Unit Flexibility and Asset Optimization Program
A Unit Flexibility and Asset Optimization program is concentrated in the following two key areas:
- ■ Low-Load Operation Optimization. Operate the unit at the lowest, safe and stable load while maintaining the highest heat rate, meeting all environmental limits, limiting O&M impacts by leaving the unit online, and avoiding all cycling. This increases the unit’s marketability in the day-ahead market, as the unit is subsequently able to operate over a much larger load range, can respond to sudden changes in renewable energy output, and provides improved grid stability during system upsets.
- ■ Ramp Rate Improvement. Substantially increase the unit ramp rate up to a range of 10–15 MW/minute or higher. This allows the unit to respond to sudden changes in renewable power output, capture periods of increased power prices, and increases the unit’s marketability in the day-ahead market.
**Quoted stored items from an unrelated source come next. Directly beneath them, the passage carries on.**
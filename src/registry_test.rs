use std::sync::Mutex as StdMutex;

use tokio::time::{Duration, sleep, timeout};

use super::*;
use crate::frame::Data;
use crate::model::Model;

async fn acquire_guarded(registry: &SessionRegistry, sid: &str) -> ModelTicket {
    timeout(Duration::from_millis(500), registry.acquire(sid))
        .await
        .expect("acquire timed out")
        .expect("acquire failed")
}

#[tokio::test]
async fn create_is_idempotent() {
    let registry = SessionRegistry::new();
    let first = registry.create("s1").await;
    let second = registry.create("s1").await;

    assert!(Arc::ptr_eq(&first, &second));
    assert_eq!(registry.len().await, 1);
    assert_eq!(first.sid, "s1");
    assert!(first.created_at <= SystemTime::now());
}

#[tokio::test]
async fn lookup_unknown_sid_fails() {
    let registry = SessionRegistry::new();
    assert!(matches!(registry.lookup("nope").await, Err(RegistryError::NotFound(_))));
}

#[tokio::test]
async fn destroy_removes_session_and_double_destroy_reports_not_found() {
    let registry = SessionRegistry::new();
    registry.create("s1").await;

    registry.destroy("s1").await.expect("first destroy");
    assert!(!registry.contains("s1").await);
    assert!(matches!(registry.destroy("s1").await, Err(RegistryError::NotFound(_))));
}

#[tokio::test]
async fn acquire_unknown_sid_fails() {
    let registry = SessionRegistry::new();
    assert!(matches!(registry.acquire("nope").await, Err(RegistryError::NotFound(_))));
}

#[tokio::test]
async fn install_marks_model_loaded() {
    let registry = SessionRegistry::new();
    let session = registry.create("s1").await;
    assert!(!session.model_loaded());

    let mut ticket = acquire_guarded(&registry, "s1").await;
    assert!(ticket.model().is_none());
    ticket.install(Model::new());
    assert!(ticket.model().is_some());
    assert!(session.model_loaded());
}

#[tokio::test]
async fn concurrent_commands_against_one_session_serialize() {
    let registry = Arc::new(SessionRegistry::new());
    registry.create("s1").await;
    let log: Arc<StdMutex<Vec<&'static str>>> = Arc::new(StdMutex::new(Vec::new()));

    let mut handles = Vec::new();
    for (start, end) in [("a-start", "a-end"), ("b-start", "b-end")] {
        let registry = Arc::clone(&registry);
        let log = Arc::clone(&log);
        handles.push(tokio::spawn(async move {
            let _ticket = registry.acquire("s1").await.expect("acquire");
            log.lock().unwrap().push(start);
            sleep(Duration::from_millis(30)).await;
            log.lock().unwrap().push(end);
        }));
    }
    for handle in handles {
        handle.await.expect("task");
    }

    // Critical sections never interleave: each start is immediately
    // followed by its own end.
    let log = log.lock().unwrap();
    assert_eq!(log.len(), 4);
    assert_eq!(log[0].split('-').next(), log[1].split('-').next());
    assert_eq!(log[2].split('-').next(), log[3].split('-').next());
}

#[tokio::test]
async fn sessions_lock_independently() {
    let registry = SessionRegistry::new();
    registry.create("s1").await;
    registry.create("s2").await;

    let _held = acquire_guarded(&registry, "s1").await;
    // s2 is not blocked by s1's holder.
    let _other = acquire_guarded(&registry, "s2").await;
}

#[tokio::test]
async fn acquire_times_out_while_held() {
    let registry = SessionRegistry::new();
    registry.create("s1").await;

    let _held = acquire_guarded(&registry, "s1").await;
    let result = registry.acquire_within("s1", Duration::from_millis(50)).await;
    assert!(matches!(result, Err(RegistryError::Timeout(_))));
}

#[tokio::test]
async fn ticket_releases_on_drop_and_on_error_paths() {
    let registry = SessionRegistry::new();
    registry.create("s1").await;

    let held = acquire_guarded(&registry, "s1").await;
    drop(held);
    let again = acquire_guarded(&registry, "s1").await;
    drop(again);

    // An error inside the guarded region still releases the ticket.
    async fn failing_command(registry: &SessionRegistry) -> Result<(), RegistryError> {
        let _ticket = registry.acquire("s1").await?;
        Err(RegistryError::NotFound("simulated".into()))
    }
    assert!(failing_command(&registry).await.is_err());
    let _free = acquire_guarded(&registry, "s1").await;
}

#[tokio::test]
async fn reset_clears_all_sessions() {
    let registry = SessionRegistry::new();
    registry.create("s1").await;
    registry.create("s2").await;

    registry.reset().await;
    assert_eq!(registry.len().await, 0);
    assert!(matches!(registry.lookup("s1").await, Err(RegistryError::NotFound(_))));
}

#[tokio::test]
async fn deliver_reaches_only_own_session_clients() {
    let registry = SessionRegistry::new();
    let s1 = registry.create("s1").await;
    let s2 = registry.create("s2").await;

    let (tx1, mut rx1) = mpsc::channel(8);
    let (tx2, mut rx2) = mpsc::channel(8);
    s1.add_client(Uuid::new_v4(), tx1);
    s2.add_client(Uuid::new_v4(), tx2);

    s1.deliver(&Frame::request("pattern:changed", Data::new()));

    let received = timeout(Duration::from_millis(200), rx1.recv())
        .await
        .expect("s1 receive timed out")
        .expect("s1 channel closed");
    assert_eq!(received.syscall, "pattern:changed");
    assert!(
        timeout(Duration::from_millis(80), rx2.recv()).await.is_err(),
        "s2 must not receive s1's frames"
    );
}

#[tokio::test]
async fn deliver_skips_full_client_channels() {
    let registry = SessionRegistry::new();
    let s1 = registry.create("s1").await;
    let (tx, mut rx) = mpsc::channel(1);
    s1.add_client(Uuid::new_v4(), tx);

    s1.deliver(&Frame::request("overlay:added", Data::new()));
    s1.deliver(&Frame::request("overlay:added", Data::new()));

    assert!(rx.recv().await.is_some());
    assert!(
        timeout(Duration::from_millis(80), rx.recv()).await.is_err(),
        "overflow frame should be dropped, not queued"
    );
}

#[tokio::test]
async fn stream_channel_stop_signals_and_joins() {
    let (shutdown_tx, mut shutdown_rx) = watch::channel(false);
    let task = tokio::spawn(async move {
        let _ = shutdown_rx.changed().await;
    });

    let channel = StreamChannel::new(61999, shutdown_tx, task);
    timeout(Duration::from_secs(1), channel.stop())
        .await
        .expect("stop should complete promptly");
}

#[tokio::test]
async fn image_subscription_sees_pushes_in_order() {
    let registry = SessionRegistry::new();
    let session = registry.create("s1").await;
    let mut rx = session.subscribe_images();

    session.push_image(vec![1]);
    session.push_image(vec![2]);

    assert_eq!(rx.recv().await.expect("first"), vec![1]);
    assert_eq!(rx.recv().await.expect("second"), vec![2]);
}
When implementing a Unit Flexibility and Asset Optimization program, some common goals include:
- ■ Achieve the lowest possible load and the fastest ramp rate with a concentration on low-hanging fruit.
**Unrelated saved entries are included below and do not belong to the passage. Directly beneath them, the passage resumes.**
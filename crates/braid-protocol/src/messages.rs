//! Request/response envelopes and produce message bodies.

use bytes::Bytes;
use serde::{Deserialize, Serialize};

use crate::error::{ProtocolError, Result};
use crate::metadata::{CoordinatorResponse, MetadataResponse, ProduceResponse};

/// No acknowledgment: the broker sends no response at all.
pub const ACKS_NONE: i16 = 0;
/// Acknowledge once the partition leader has accepted the write.
pub const ACKS_LEADER: i16 = 1;
/// Acknowledge once all in-sync replicas have accepted the write.
pub const ACKS_ALL: i16 = -1;

/// A request envelope sent to a broker.
///
/// The correlation id is caller-assigned; the broker echoes it back in the
/// matching [`Response`].
#[derive(Debug, Clone, Serialize, Deserialize)]
pub struct Request {
    pub correlation_id: i32,
    pub client_id: String,
    pub body: RequestBody,
}

/// Request bodies understood by brokers.
///
/// WARNING: variant order is wire format — do not reorder.
#[derive(Debug, Clone, Serialize, Deserialize)]
pub enum RequestBody {
    /// Topology for the named topics: broker descriptors, partition lists,
    /// and current partition leaders. Any broker can answer for the whole
    /// cluster.
    TopicMetadata { topics: Vec<String> },

    /// Which broker coordinates the named consumer group.
    GroupCoordinator { group: String },

    /// Append records to topic partitions.
    Produce(ProduceRequest),
}

impl Request {
    pub fn new(client_id: impl Into<String>, body: RequestBody) -> Self {
        Self {
            correlation_id: 0,
            client_id: client_id.into(),
            body,
        }
    }

    pub fn correlation_id(&self) -> i32 {
        self.correlation_id
    }

    pub fn set_correlation_id(&mut self, id: i32) {
        self.correlation_id = id;
    }

    pub fn to_bytes(&self) -> Result<Vec<u8>> {
        bincode::serialize(self).map_err(|e| ProtocolError::Serialization(e.to_string()))
    }

    pub fn from_bytes(data: &[u8]) -> Result<Self> {
        bincode::deserialize(data).map_err(|e| ProtocolError::Deserialization(e.to_string()))
    }
}

/// A response envelope received from a broker.
#[derive(Debug, Clone, Serialize, Deserialize)]
pub struct Response {
    /// Correlation id of the request this answers.
    pub correlation_id: i32,
    pub body: ResponseBody,
}

/// Response bodies.
///
/// WARNING: variant order is wire format — do not reorder.
#[derive(Debug, Clone, Serialize, Deserialize)]
pub enum ResponseBody {
    TopicMetadata(MetadataResponse),
    GroupCoordinator(CoordinatorResponse),
    Produce(ProduceResponse),
}

impl Response {
    pub fn new(correlation_id: i32, body: ResponseBody) -> Self {
        Self {
            correlation_id,
            body,
        }
    }

    pub fn correlation_id(&self) -> i32 {
        self.correlation_id
    }

    pub fn to_bytes(&self) -> Result<Vec<u8>> {
        bincode::serialize(self).map_err(|e| ProtocolError::Serialization(e.to_string()))
    }

    pub fn from_bytes(data: &[u8]) -> Result<Self> {
        bincode::deserialize(data).map_err(|e| ProtocolError::Deserialization(e.to_string()))
    }
}

/// A produce request: records grouped by topic and partition.
#[derive(Debug, Clone, Serialize, Deserialize)]
pub struct ProduceRequest {
    /// One of [`ACKS_NONE`], [`ACKS_LEADER`], [`ACKS_ALL`].
    pub required_acks: i16,
    /// How long the broker may wait for the required acknowledgments.
    pub timeout_ms: i32,
    pub topics: Vec<TopicProduce>,
}

#[derive(Debug, Clone, Serialize, Deserialize)]
pub struct TopicProduce {
    pub name: String,
    pub partitions: Vec<PartitionProduce>,
}

#[derive(Debug, Clone, Serialize, Deserialize)]
pub struct PartitionProduce {
    pub partition: i32,
    pub records: Vec<Record>,
}

/// An opaque key/value record. Both sides are uninterpreted bytes.
#[derive(Debug, Clone, Serialize, Deserialize)]
pub struct Record {
    pub key: Option<Bytes>,
    pub value: Bytes,
}

#[cfg(test)]
mod tests {
    use super::*;

    #[test]
    fn test_correlation_id_round_trip() {
        let mut req = Request::new(
            "test-client",
            RequestBody::GroupCoordinator {
                group: "g1".to_string(),
            },
        );
        assert_eq!(req.correlation_id(), 0);
        req.set_correlation_id(42);

        let bytes = req.to_bytes().unwrap();
        let decoded = Request::from_bytes(&bytes).unwrap();
        assert_eq!(decoded.correlation_id(), 42);
        assert_eq!(decoded.client_id, "test-client");
    }

    #[test]
    fn test_produce_request_bytes_survive() {
        let req = Request::new(
            "p",
            RequestBody::Produce(ProduceRequest {
                required_acks: ACKS_LEADER,
                timeout_ms: 10_000,
                topics: vec![TopicProduce {
                    name: "events".to_string(),
                    partitions: vec![PartitionProduce {
                        partition: 3,
                        records: vec![Record {
                            key: Some(Bytes::from_static(b"k")),
                            value: Bytes::from_static(b"\x00\x01\xff"),
                        }],
                    }],
                }],
            }),
        );

        let decoded = Request::from_bytes(&req.to_bytes().unwrap()).unwrap();
        match decoded.body {
            RequestBody::Produce(p) => {
                assert_eq!(p.required_acks, ACKS_LEADER);
                let record = &p.topics[0].partitions[0].records[0];
                assert_eq!(record.value.as_ref(), b"\x00\x01\xff");
            }
            other => panic!("unexpected body: {:?}", other),
        }
    }

    #[test]
    fn test_truncated_frame_rejected() {
        let req = Request::new("c", RequestBody::TopicMetadata { topics: vec![] });
        let bytes = req.to_bytes().unwrap();
        assert!(Request::from_bytes(&bytes[..bytes.len() - 1]).is_err());
    }
}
- ■ Prove that safe low-load operation optimization and increased ramp rate is achievable and repeatable.
- ■ No changes to system configuration and no new capital investment.
- ■ Minimize auxiliary power/station service.
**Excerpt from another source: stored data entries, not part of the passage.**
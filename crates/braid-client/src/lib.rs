//! Braid client core.
//!
//! The client-side of a braid cluster: topology discovery, pooled broker
//! connections, and a partitioning producer that survives leader failures.
//!
//! # Components
//!
//! - [`Broker`] — bounded, lazily-created connection pool to one broker
//!   node; one request/response exchange at a time per borrowed connection.
//! - [`Cluster`] — lazy pull-based caches for partition lists, partition
//!   leaders, and group coordinators, refreshed through any reachable
//!   broker and bootstrapped from a seed address list.
//! - [`Partitioner`] — deterministic keyed (murmur2) or random keyless
//!   partition selection with a call-local exclusion set.
//! - [`Producer`] — ties the three together: pick partition, resolve
//!   leader, send, and retry across sibling partitions on stale topology.
//!
//! # Example
//!
//! ```rust,ignore
//! use braid_client::{Producer, ProducerConfig};
//! use bytes::Bytes;
//!
//! # async fn example() -> braid_client::Result<()> {
//! let config = ProducerConfig::builder()
//!     .bootstrap_brokers(vec!["localhost:9092".to_string()])
//!     .client_id("orders-svc")
//!     .build();
//! let producer = Producer::new(config);
//! producer
//!     .produce("orders", Some(Bytes::from("user-42")), Bytes::from("payload"))
//!     .await?;
//! # Ok(())
//! # }
//! ```

pub mod broker;
pub mod cluster;
pub mod config;
pub mod error;
pub mod partitioner;
pub mod producer;

pub use broker::Broker;
pub use cluster::Cluster;
pub use config::{BrokerConfig, ClientConfig, ProducerConfig, ProducerConfigBuilder};
pub use error::{Error, Result};
pub use partitioner::{Partitioner, Selection};
pub use producer::{Producer, ProducerStatsSnapshot};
Unit Flexibility and Asset Optimization is a collaborative effort between the power producer’s engineering, operations, and controls departments, and EAPC Industrial Services. The team identifies and documents their objectives. Design data, operating data, equipment manuals, and drawings are collected. Plant staff is interviewed to review past unit low-load history and known potential obstacles that may limit the unit’s ability to achieve a certain low load.
Table 2. This table shows low-load test result data from several coal-fired power plants that EAPC has assisted. All were safely able to reduce load significantly below their previous low-load setpoint. Source: EAPC Industrial Services
A new test plan is developed, approved, and testing is scheduled. During testing, the unit load is reduced following the schedule in varying increments depending upon how the unit responds (Table 2). At a predetermined load, the unit will be held steady for overnight observation and data collection. Key performance indicator (KPI) data points are collected every one to three hours during the testing.
This process is repeated each day with a new low-load target. If the unit experiences issues with stability and/or control at any point, the load reduction is put on hold until the unit stabilizes, and the issue is addressed and eliminated via team discussion and action items.
Low-load operation optimization normally takes four to five days of testing, with the unit parked overnight each night. The unit is tested with different mill or cyclone configurations to test the impacts on steam temperatures, turbine metal temperatures, heat rate, and backend temperatures that can impact emissions and/or balance of plant (BOP) operations.
Ramp rate improvement testing follows the same process over a four- to five-day period, with multiple tests at different ramp rates over the entire load range, as required by the client. Controls tuning is frequently required with both low-load operation optimization and improved ramp rates, as the units have not been tuned for these new modes of operation.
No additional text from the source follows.